Would you please output the data exactly, omitting no line?

Records drawn from a dataset
* * * * * * * * *
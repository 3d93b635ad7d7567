// /////////////////////////////////////////////////////////////////////////////
// CDC Relay
// Copyright (c) 2025 Michael Gardner, A Bit of Help, Inc.
// SPDX-License-Identifier: BSD-3-Clause
// See LICENSE file in the project root.
// /////////////////////////////////////////////////////////////////////////////

//! End-to-end delivery and restart scenarios: clean-shutdown resume,
//! exactly-once under an injected commit failure, and masking applied on
//! the way to the destination.

use std::collections::HashSet;
use std::sync::Arc;
use std::time::Duration;

use crate::common::{insert_event, wait_for, write_segment, Harness};
use cdc_relay::infrastructure::sinks::MemorySink;
use cdc_relay_domain::{Destination, EventSink};

/// Resume after clean shutdown: twenty events, shutdown after the first
/// batch commits, restart, and the destination ends with exactly twenty
/// distinct rows and an accumulated offset total of twenty.
#[tokio::test]
async fn test_resume_after_clean_shutdown() {
    let harness = Harness::new();
    let events: Vec<_> = (0..20)
        .map(|i| insert_event("users", i, 1_000_000 + i64::from(i)))
        .collect();
    write_segment(&harness.commitlog_dir(), "CommitLog-7-100.log", &events);

    let sink = Arc::new(MemorySink::new(Destination::Relational));

    // First run: stop once at least one batch (10 events) has committed.
    let running = harness
        .spawn(vec![sink.clone() as Arc<dyn EventSink>])
        .await;
    {
        let sink = sink.clone();
        wait_for("first batch committed", Duration::from_secs(10), move || {
            sink.committed_count("users", "ecommerce") >= 10
        })
        .await;
    }
    running.stop().await.unwrap();

    // Restart against the same destination state: the tailer resumes from
    // the persisted offset and the remainder is delivered exactly once.
    let running = harness
        .spawn(vec![sink.clone() as Arc<dyn EventSink>])
        .await;
    {
        let sink = sink.clone();
        wait_for("all 20 events committed", Duration::from_secs(10), move || {
            sink.committed_count("users", "ecommerce") >= 20
        })
        .await;
    }
    running.stop().await.unwrap();

    assert_eq!(sink.row_count("users"), 20);
    assert_eq!(sink.committed_count("users", "ecommerce"), 20);

    // No event was written twice: every stored row holds a distinct event.
    let event_ids = sink.event_ids("users");
    let distinct: HashSet<_> = event_ids.iter().collect();
    assert_eq!(distinct.len(), 20);
}

/// Exactly-once under duplicate delivery: `write_batch` succeeds but the
/// first `commit_offsets` fails; the retried attempt rewrites the batch
/// (idempotently) and commits. The destination ends with the event count,
/// not twice the retried batch.
#[tokio::test]
async fn test_exactly_once_under_commit_failure() {
    let harness = Harness::new();
    let events: Vec<_> = (0..10)
        .map(|i| insert_event("users", i, 1_000_000 + i64::from(i)))
        .collect();
    write_segment(&harness.commitlog_dir(), "CommitLog-7-100.log", &events);

    let sink = Arc::new(MemorySink::new(Destination::Relational));
    sink.inject_commit_failures(1, "connection reset by peer (injected)");

    let running = harness
        .spawn(vec![sink.clone() as Arc<dyn EventSink>])
        .await;
    {
        let sink = sink.clone();
        wait_for("batch committed after retry", Duration::from_secs(10), move || {
            sink.committed_count("users", "ecommerce") >= 10
        })
        .await;
    }
    running.stop().await.unwrap();

    assert_eq!(sink.row_count("users"), 10);
    assert_eq!(sink.committed_count("users", "ecommerce"), 10);
    // The write was attempted twice (the batch was replayed after the
    // failed commit) but rows deduplicated by primary key.
    assert!(sink.stats().events_written >= 10);
}

/// Masking applies before fan-out: PII columns arrive at the destination
/// as their SHA-256 digests, keys are untouched.
#[tokio::test]
async fn test_masking_applied_end_to_end() {
    let mut harness = Harness::new();
    harness.settings.masking.pii_patterns = vec!["email".to_string()];

    let events = vec![insert_event("users", 1, 1_000_000)];
    write_segment(&harness.commitlog_dir(), "CommitLog-7-100.log", &events);

    let sink = Arc::new(MemorySink::new(Destination::Relational));
    let running = harness
        .spawn(vec![sink.clone() as Arc<dyn EventSink>])
        .await;
    {
        let sink = sink.clone();
        wait_for("event committed", Duration::from_secs(10), move || {
            sink.row_count("users") == 1
        })
        .await;
    }
    running.stop().await.unwrap();

    let row = sink.row("users", "1", "").unwrap();
    let masked = row.columns["email"].as_str().unwrap();
    // 64 hex chars, and definitely not the original address.
    assert_eq!(masked.len(), 64);
    assert!(masked.chars().all(|c| c.is_ascii_hexdigit()));
    assert_ne!(masked, "user1@example.com");
    // Unclassified columns pass through.
    assert_eq!(row.columns["v"], serde_json::json!("value-1"));
}

/// Independent destinations: a failure budget exhausted on one destination
/// dead-letters its copies while the other destination still delivers.
#[tokio::test]
async fn test_destinations_progress_independently() {
    let harness = Harness::new();
    let events: Vec<_> = (0..10)
        .map(|i| insert_event("users", i, 1_000_000 + i64::from(i)))
        .collect();
    write_segment(&harness.commitlog_dir(), "CommitLog-7-100.log", &events);

    let healthy = Arc::new(MemorySink::new(Destination::Relational));
    let failing = Arc::new(MemorySink::new(Destination::Timeseries));
    failing.inject_write_failures(100, "connection refused (injected)");

    let running = harness
        .spawn(vec![
            healthy.clone() as Arc<dyn EventSink>,
            failing.clone() as Arc<dyn EventSink>,
        ])
        .await;
    {
        let healthy = healthy.clone();
        wait_for("healthy sink committed", Duration::from_secs(10), move || {
            healthy.committed_count("users", "ecommerce") >= 10
        })
        .await;
    }
    let dlq = harness.dlq_reader().await;
    let deadline = tokio::time::Instant::now() + Duration::from_secs(10);
    loop {
        if dlq.count_events(Some(Destination::Timeseries)).await.unwrap() >= 10 {
            break;
        }
        assert!(
            tokio::time::Instant::now() < deadline,
            "timed out waiting for dead-lettered events"
        );
        tokio::time::sleep(Duration::from_millis(10)).await;
    }
    running.stop().await.unwrap();

    assert_eq!(healthy.row_count("users"), 10);
    assert_eq!(failing.row_count("users"), 0);
    assert_eq!(healthy.committed_count("users", "ecommerce"), 10);
    assert_eq!(failing.committed_count("users", "ecommerce"), 0);

    let dlq = harness.dlq_reader().await;
    assert_eq!(
        dlq.count_events(Some(Destination::Timeseries)).await.unwrap(),
        10
    );
    assert_eq!(
        dlq.count_events(Some(Destination::Relational)).await.unwrap(),
        0
    );
}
* * * * * * * * *
§ **Your solution**:
repository 3d93b635ad7d7567
// /////////////////////////////////////////////////////////////////////////////
// CDC Relay
// Copyright (c) 2025 Michael Gardner, A Bit of Help, Inc.
// SPDX-License-Identifier: BSD-3-Clause
// See LICENSE file in the project root.
// /////////////////////////////////////////////////////////////////////////////

//! End-to-end delivery and restart scenarios: clean-shutdown resume,
//! exactly-once under an injected commit failure, and masking applied on
//! the way to the destination.

use std::collections::HashSet;
use std::sync::Arc;
use std::time::Duration;

use crate::common::{insert_event, wait_for, write_segment, Harness};
use cdc_relay::infrastructure::sinks::MemorySink;
use cdc_relay_domain::{Destination, EventSink};

/// Resume after clean shutdown: twenty events, shutdown after the first
/// batch commits, restart, and the destination ends with exactly twenty
/// distinct rows and an accumulated offset total of twenty.
#[tokio::test]
async fn test_resume_after_clean_shutdown() {
    let harness = Harness::new();
    let events: Vec<_> = (0..20)
        .map(|i| insert_event("users", i, 1_000_000 + i64::from(i)))
        .collect();
    write_segment(&harness.commitlog_dir(), "CommitLog-7-100.log", &events);

    let sink = Arc::new(MemorySink::new(Destination::Relational));

    // First run: stop once at least one batch (10 events) has committed.
    let running = harness
        .spawn(vec![sink.clone() as Arc<dyn EventSink>])
        .await;
    {
        let sink = sink.clone();
        wait_for("first batch committed", Duration::from_secs(10), move || {
            sink.committed_count("users", "ecommerce") >= 10
        })
        .await;
    }
    running.stop().await.unwrap();

    // Restart against the same destination state: the tailer resumes from
    // the persisted offset and the remainder is delivered exactly once.
    let running = harness
        .spawn(vec![sink.clone() as Arc<dyn EventSink>])
        .await;
    {
        let sink = sink.clone();
        wait_for("all 20 events committed", Duration::from_secs(10), move || {
            sink.committed_count("users", "ecommerce") >= 20
        })
        .await;
    }
    running.stop().await.unwrap();

    assert_eq!(sink.row_count("users"), 20);
    assert_eq!(sink.committed_count("users", "ecommerce"), 20);

    // No event was written twice: every stored row holds a distinct event.
    let event_ids = sink.event_ids("users");
    let distinct: HashSet<_> = event_ids.iter().collect();
    assert_eq!(distinct.len(), 20);
}

/// Exactly-once under duplicate delivery: `write_batch` succeeds but the
/// first `commit_offsets` fails; the retried attempt rewrites the batch
/// (idempotently) and commits. The destination ends with the event count,
/// not twice the retried batch.
#[tokio::test]
async fn test_exactly_once_under_commit_failure() {
    let harness = Harness::new();
    let events: Vec<_> = (0..10)
        .map(|i| insert_event("users", i, 1_000_000 + i64::from(i)))
        .collect();
    write_segment(&harness.commitlog_dir(), "CommitLog-7-100.log", &events);

    let sink = Arc::new(MemorySink::new(Destination::Relational));
    sink.inject_commit_failures(1, "connection reset by peer (injected)");

    let running = harness
        .spawn(vec![sink.clone() as Arc<dyn EventSink>])
        .await;
    {
        let sink = sink.clone();
        wait_for("batch committed after retry", Duration::from_secs(10), move || {
            sink.committed_count("users", "ecommerce") >= 10
        })
        .await;
    }
    running.stop().await.unwrap();

    assert_eq!(sink.row_count("users"), 10);
    assert_eq!(sink.committed_count("users", "ecommerce"), 10);
    // The write was attempted twice (the batch was replayed after the
    // failed commit) but rows deduplicated by primary key.
    assert!(sink.stats().events_written >= 10);
}

/// Masking applies before fan-out: PII columns arrive at the destination
/// as their SHA-256 digests, keys are untouched.
#[tokio::test]
async fn test_masking_applied_end_to_end() {
    let mut harness = Harness::new();
    harness.settings.masking.pii_patterns = vec!["email".to_string()];

    let events = vec![insert_event("users", 1, 1_000_000)];
    write_segment(&harness.commitlog_dir(), "CommitLog-7-100.log", &events);

    let sink = Arc::new(MemorySink::new(Destination::Relational));
    let running = harness
        .spawn(vec![sink.clone() as Arc<dyn EventSink>])
        .await;
    {
        let sink = sink.clone();
        wait_for("event committed", Duration::from_secs(10), move || {
            sink.row_count("users") == 1
        })
        .await;
    }
    running.stop().await.unwrap();

    let row = sink.row("users", "1", "").unwrap();
    let masked = row.columns["email"].as_str().unwrap();
    // 64 hex chars, and definitely not the original address.
    assert_eq!(masked.len(), 64);
    assert!(masked.chars().all(|c| c.is_ascii_hexdigit()));
    assert_ne!(masked, "user1@example.com");
    // Unclassified columns pass through.
    assert_eq!(row.columns["v"], serde_json::json!("value-1"));
}

/// Independent destinations: a failure budget exhausted on one destination
/// dead-letters its copies while the other destination still delivers.
#[tokio::test]
async fn test_destinations_progress_independently() {
    let harness = Harness::new();
    let events: Vec<_> = (0..10)
        .map(|i| insert_event("users", i, 1_000_000 + i64::from(i)))
        .collect();
    write_segment(&harness.commitlog_dir(), "CommitLog-7-100.log", &events);

    let healthy = Arc::new(MemorySink::new(Destination::Relational));
    let failing = Arc::new(MemorySink::new(Destination::Timeseries));
    failing.inject_write_failures(100, "connection refused (injected)");

    let running = harness
        .spawn(vec![
            healthy.clone() as Arc<dyn EventSink>,
            failing.clone() as Arc<dyn EventSink>,
        ])
        .await;
    {
        let healthy = healthy.clone();
        wait_for("healthy sink committed", Duration::from_secs(10), move || {
            healthy.committed_count("users", "ecommerce") >= 10
        })
        .await;
    }
    let dlq = harness.dlq_reader().await;
    let deadline = tokio::time::Instant::now() + Duration::from_secs(10);
    loop {
        if dlq.count_events(Some(Destination::Timeseries)).await.unwrap() >= 10 {
            break;
        }
        assert!(
            tokio::time::Instant::now() < deadline,
            "timed out waiting for dead-lettered events"
        );
        tokio::time::sleep(Duration::from_millis(10)).await;
    }
    running.stop().await.unwrap();

    assert_eq!(healthy.row_count("users"), 10);
    assert_eq!(failing.row_count("users"), 0);
    assert_eq!(healthy.committed_count("users", "ecommerce"), 10);
    assert_eq!(failing.committed_count("users", "ecommerce"), 0);

    let dlq = harness.dlq_reader().await;
    assert_eq!(
        dlq.count_events(Some(Destination::Timeseries)).await.unwrap(),
        10
    );
    assert_eq!(
        dlq.count_events(Some(Destination::Relational)).await.unwrap(),
        0
    );
}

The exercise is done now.